XLVI.-ADVICE TO A YOUNG LAWYER.

JUDGE STORY.

1. WHENE'ER you speak, remember every cause
Stands not on eloquence, but stands on laws:
Pregnant in matter, in expression brief,
Let every sentence stand in bold relief;
On trifling points nor time nor talents waste,
A sad offence to learning and to taste;

Nor deal with pompous phrase, nor e'er suppose
Poetic flights belong to reasoning prose.

Loose declamation may deceive the crowd,
And seem more striking as it grows more loud;
But sober sense rejects it with disdain,

As nought but empty noise, and weak as vain.
The froth of words, the schoolboy's vain parade
Of books and cases-all his stock in trade-
The pert conceits, the cunning tricks and play
Of low attorneys, strung in long array,
The unseemly jest, the petulant reply,
That chatters on, and cares not how, or why,
Strictly avoid-unworthy themes to scan,
They sink the speaker and disgrace the man,
Like the false lights, by flying shadows cast,
Scarce seen when present and forgot when past.
3. Begin with dignity; expound with grace

Each ground of reasoning in its time and place;
Let order reign throughout-each topic touch,
Nor urge its power too little, nor too much;
Give each strong thought its most attractive view,
In diction clear and yet severely true,
And as the arguments in splendor grow,
Let each reflect its light on all below;
When to the close arrived, inake no delays
By petty flourishes, or verbal plays,

But sum the whole in one deep solemn strain,
Like a strong current hastening to the main.

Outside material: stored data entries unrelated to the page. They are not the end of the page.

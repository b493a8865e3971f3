//! Maps domain `AppError` to HTTP responses.

use axum::Json;
use axum::http::StatusCode;
use axum::response::{IntoResponse, Response};
use serde::{Deserialize, Serialize};

use musicadrive_core::error::{AppError, ErrorKind};

/// Standard API error response body.
#[derive(Debug, Clone, Serialize, Deserialize)]
pub struct ApiErrorResponse {
    /// Machine-readable error code.
    pub error: String,
    /// Human-readable message.
    pub message: String,
}

/// Wrapper so domain errors can flow out of handlers with `?`.
#[derive(Debug)]
pub struct ApiError(pub AppError);

impl From<AppError> for ApiError {
    fn from(err: AppError) -> Self {
        Self(err)
    }
}

impl IntoResponse for ApiError {
    fn into_response(self) -> Response {
        let (status, error_code) = match self.0.kind {
            ErrorKind::Validation => (StatusCode::BAD_REQUEST, "VALIDATION_ERROR"),
            ErrorKind::Authentication => (StatusCode::UNAUTHORIZED, "UNAUTHORIZED"),
            ErrorKind::Authorization => (StatusCode::FORBIDDEN, "FORBIDDEN"),
            ErrorKind::NotFound => (StatusCode::NOT_FOUND, "NOT_FOUND"),
            ErrorKind::Conflict => (StatusCode::CONFLICT, "CONFLICT"),
            ErrorKind::Serialization => (StatusCode::BAD_REQUEST, "SERIALIZATION_ERROR"),
            ErrorKind::Database | ErrorKind::Configuration | ErrorKind::Internal => {
                tracing::error!(error = %self.0, "Internal server error");
                (StatusCode::INTERNAL_SERVER_ERROR, "INTERNAL_ERROR")
            }
        };

        // Internal details never leak to clients.
        let message = if status == StatusCode::INTERNAL_SERVER_ERROR {
            "Internal server error".to_string()
        } else {
            self.0.message.clone()
        };

        let body = ApiErrorResponse {
            error: error_code.to_string(),
            message,
        };

        (status, Json(body)).into_response()
    }
}

#[cfg(test)]
mod tests {
    use super::*;

    #[test]
    fn maps_kinds_to_status_codes() {
        let cases = [
            (AppError::validation("bad"), StatusCode::BAD_REQUEST),
            (AppError::authentication("who"), StatusCode::UNAUTHORIZED),
            (AppError::authorization("no"), StatusCode::FORBIDDEN),
            (AppError::not_found("gone"), StatusCode::NOT_FOUND),
            (AppError::conflict("dup"), StatusCode::CONFLICT),
            (
                AppError::internal("boom"),
                StatusCode::INTERNAL_SERVER_ERROR,
            ),
        ];
        for (err, expected) in cases {
            let response = ApiError(err).into_response();
            assert_eq!(response.status(), expected);
        }
    }

    #[test]
    fn internal_errors_hide_their_message() {
        let response = ApiError(AppError::internal("secret detail")).into_response();
        assert_eq!(response.status(), StatusCode::INTERNAL_SERVER_ERROR);
    }
}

XLVII. OUR DUTIES TO THE REPUBLIC.

JUDGE STORY.

1. THE Old World has already revealed to us, in its unsealed books, the beginning and end of all its own marvellous struggles in the cause of liberty. Greece, lovely Greece,

"The land of scholars and the nurse of arms," where Sister Republics, in fair procession, chanted the praises of liberty and the Gods,-where and what is she? For two thousand years the oppressor has ground her to

the earth. Her arts are no more. The last sad relics of her temples are but the barracks of a ruthless soldiery. The fragments of her columns and her palaces are in the dust, yet beautiful in ruins. She fell not when the mighty were upon her. Her sons were united at Thermopylæ and Marathon; and the tide of her triumph rolled back upon the Hellespont. She was conquered by her own factions. She fell by the hands of her own People.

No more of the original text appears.